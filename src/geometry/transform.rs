use crate::math::{Matrix3, Point2, Vector2};

/// A 2D affine transform stored as a homogeneous 3x3 matrix.
///
/// Construction elements keep their original parameters together with the
/// transform they went through; the geometry they actually occupy is the
/// original mapped through this transform.
#[derive(Debug, Clone, Copy, PartialEq)]
pub struct Transform {
    matrix: Matrix3,
}

impl Default for Transform {
    fn default() -> Self {
        Self::identity()
    }
}

impl Transform {
    /// The transform that leaves every point in place.
    #[must_use]
    pub fn identity() -> Self {
        Self {
            matrix: Matrix3::identity(),
        }
    }

    /// Translation by `(dx, dy)`.
    #[must_use]
    pub fn translation(dx: f64, dy: f64) -> Self {
        Self::from_array([1.0, 0.0, 0.0, 1.0, dx, dy])
    }

    /// Counter-clockwise rotation by `angle` radians around `about`.
    #[must_use]
    pub fn rotation(angle: f64, about: Point2) -> Self {
        let (sin, cos) = angle.sin_cos();
        Self::translation(-about.x, -about.y)
            .then(&Self::from_array([cos, sin, -sin, cos, 0.0, 0.0]))
            .then(&Self::translation(about.x, about.y))
    }

    /// Scaling by `(sx, sy)` around `about`.
    #[must_use]
    pub fn scaling(sx: f64, sy: f64, about: Point2) -> Self {
        Self::translation(-about.x, -about.y)
            .then(&Self::from_array([sx, 0.0, 0.0, sy, 0.0, 0.0]))
            .then(&Self::translation(about.x, about.y))
    }

    /// Builds a transform from SVG matrix order `[a, b, c, d, e, f]`.
    #[must_use]
    pub fn from_array([a, b, c, d, e, f]: [f64; 6]) -> Self {
        Self {
            matrix: Matrix3::new(a, c, e, b, d, f, 0.0, 0.0, 1.0),
        }
    }

    /// Returns the transform in SVG matrix order `[a, b, c, d, e, f]`.
    #[must_use]
    pub fn to_array(&self) -> [f64; 6] {
        let m = &self.matrix;
        [m[(0, 0)], m[(1, 0)], m[(0, 1)], m[(1, 1)], m[(0, 2)], m[(1, 2)]]
    }

    /// Returns the transform that applies `self` first and `next` after it.
    #[must_use]
    pub fn then(&self, next: &Self) -> Self {
        Self {
            matrix: next.matrix * self.matrix,
        }
    }

    /// Maps a point (translation included).
    #[must_use]
    pub fn apply_point(&self, point: &Point2) -> Point2 {
        let v = self.matrix * nalgebra::Vector3::new(point.x, point.y, 1.0);
        Point2::new(v.x, v.y)
    }

    /// Maps a direction (translation ignored).
    #[must_use]
    pub fn apply_vector(&self, dir: &Vector2) -> Vector2 {
        let v = self.matrix * nalgebra::Vector3::new(dir.x, dir.y, 0.0);
        Vector2::new(v.x, v.y)
    }

    /// Returns `true` if this is exactly the identity.
    #[must_use]
    pub fn is_identity(&self) -> bool {
        self.matrix == Matrix3::identity()
    }
}

#[cfg(test)]
mod tests {
    use super::*;
    use approx::assert_relative_eq;
    use std::f64::consts::FRAC_PI_2;

    #[test]
    fn array_round_trip() {
        let arr = [1.0, 2.0, 3.0, 4.0, 5.0, 6.0];
        assert_eq!(Transform::from_array(arr).to_array(), arr);
        assert_eq!(Transform::identity().to_array(), [1.0, 0.0, 0.0, 1.0, 0.0, 0.0]);
    }

    #[test]
    fn rotation_about_point() {
        let t = Transform::rotation(FRAC_PI_2, Point2::new(1.0, 1.0));
        let p = t.apply_point(&Point2::new(2.0, 1.0));
        assert_relative_eq!(p.x, 1.0, epsilon = 1e-12);
        assert_relative_eq!(p.y, 2.0, epsilon = 1e-12);
    }

    #[test]
    fn then_applies_in_order() {
        let t = Transform::translation(1.0, 0.0).then(&Transform::scaling(2.0, 2.0, Point2::origin()));
        assert_eq!(t.apply_point(&Point2::new(1.0, 1.0)), Point2::new(4.0, 2.0));
    }

    #[test]
    fn vectors_ignore_translation() {
        let t = Transform::translation(7.0, -3.0);
        assert_eq!(t.apply_vector(&Vector2::new(0.0, 5.0)), Vector2::new(0.0, 5.0));
        assert!(!t.is_identity());
        assert!(Transform::default().is_identity());
    }
}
***
• [Work required]:
Repeat the records exactly, leaving out none of them.

• [Response]:
filename src/geometry/transform.rs
use crate::math::{Matrix3, Point2, Vector2};

/// A 2D affine transform stored as a homogeneous 3x3 matrix.
///
/// Construction elements keep their original parameters together with the
/// transform they went through; the geometry they actually occupy is the
/// original mapped through this transform.
#[derive(Debug, Clone, Copy, PartialEq)]
pub struct Transform {
    matrix: Matrix3,
}

impl Default for Transform {
    fn default() -> Self {
        Self::identity()
    }
}

impl Transform {
    /// The transform that leaves every point in place.
    #[must_use]
    pub fn identity() -> Self {
        Self {
            matrix: Matrix3::identity(),
        }
    }

    /// Translation by `(dx, dy)`.
    #[must_use]
    pub fn translation(dx: f64, dy: f64) -> Self {
        Self::from_array([1.0, 0.0, 0.0, 1.0, dx, dy])
    }

    /// Counter-clockwise rotation by `angle` radians around `about`.
    #[must_use]
    pub fn rotation(angle: f64, about: Point2) -> Self {
        let (sin, cos) = angle.sin_cos();
        Self::translation(-about.x, -about.y)
            .then(&Self::from_array([cos, sin, -sin, cos, 0.0, 0.0]))
            .then(&Self::translation(about.x, about.y))
    }

    /// Scaling by `(sx, sy)` around `about`.
    #[must_use]
    pub fn scaling(sx: f64, sy: f64, about: Point2) -> Self {
        Self::translation(-about.x, -about.y)
            .then(&Self::from_array([sx, 0.0, 0.0, sy, 0.0, 0.0]))
            .then(&Self::translation(about.x, about.y))
    }

    /// Builds a transform from SVG matrix order `[a, b, c, d, e, f]`.
    #[must_use]
    pub fn from_array([a, b, c, d, e, f]: [f64; 6]) -> Self {
        Self {
            matrix: Matrix3::new(a, c, e, b, d, f, 0.0, 0.0, 1.0),
        }
    }

    /// Returns the transform in SVG matrix order `[a, b, c, d, e, f]`.
    #[must_use]
    pub fn to_array(&self) -> [f64; 6] {
        let m = &self.matrix;
        [m[(0, 0)], m[(1, 0)], m[(0, 1)], m[(1, 1)], m[(0, 2)], m[(1, 2)]]
    }

    /// Returns the transform that applies `self` first and `next` after it.
    #[must_use]
    pub fn then(&self, next: &Self) -> Self {
        Self {
            matrix: next.matrix * self.matrix,
        }
    }

    /// Maps a point (translation included).
    #[must_use]
    pub fn apply_point(&self, point: &Point2) -> Point2 {
        let v = self.matrix * nalgebra::Vector3::new(point.x, point.y, 1.0);
        Point2::new(v.x, v.y)
    }

    /// Maps a direction (translation ignored).
    #[must_use]
    pub fn apply_vector(&self, dir: &Vector2) -> Vector2 {
        let v = self.matrix * nalgebra::Vector3::new(dir.x, dir.y, 0.0);
        Vector2::new(v.x, v.y)
    }

    /// Returns `true` if this is exactly the identity.
    #[must_use]
    pub fn is_identity(&self) -> bool {
        self.matrix == Matrix3::identity()
    }
}

#[cfg(test)]
mod tests {
    use super::*;
    use approx::assert_relative_eq;
    use std::f64::consts::FRAC_PI_2;

    #[test]
    fn array_round_trip() {
        let arr = [1.0, 2.0, 3.0, 4.0, 5.0, 6.0];
        assert_eq!(Transform::from_array(arr).to_array(), arr);
        assert_eq!(Transform::identity().to_array(), [1.0, 0.0, 0.0, 1.0, 0.0, 0.0]);
    }

    #[test]
    fn rotation_about_point() {
        let t = Transform::rotation(FRAC_PI_2, Point2::new(1.0, 1.0));
        let p = t.apply_point(&Point2::new(2.0, 1.0));
        assert_relative_eq!(p.x, 1.0, epsilon = 1e-12);
        assert_relative_eq!(p.y, 2.0, epsilon = 1e-12);
    }

    #[test]
    fn then_applies_in_order() {
        let t = Transform::translation(1.0, 0.0).then(&Transform::scaling(2.0, 2.0, Point2::origin()));
        assert_eq!(t.apply_point(&Point2::new(1.0, 1.0)), Point2::new(4.0, 2.0));
    }

    #[test]
    fn vectors_ignore_translation() {
        let t = Transform::translation(7.0, -3.0);
        assert_eq!(t.apply_vector(&Vector2::new(0.0, 5.0)), Vector2::new(0.0, 5.0));
        assert!(!t.is_identity());
        assert!(Transform::default().is_identity());
    }
}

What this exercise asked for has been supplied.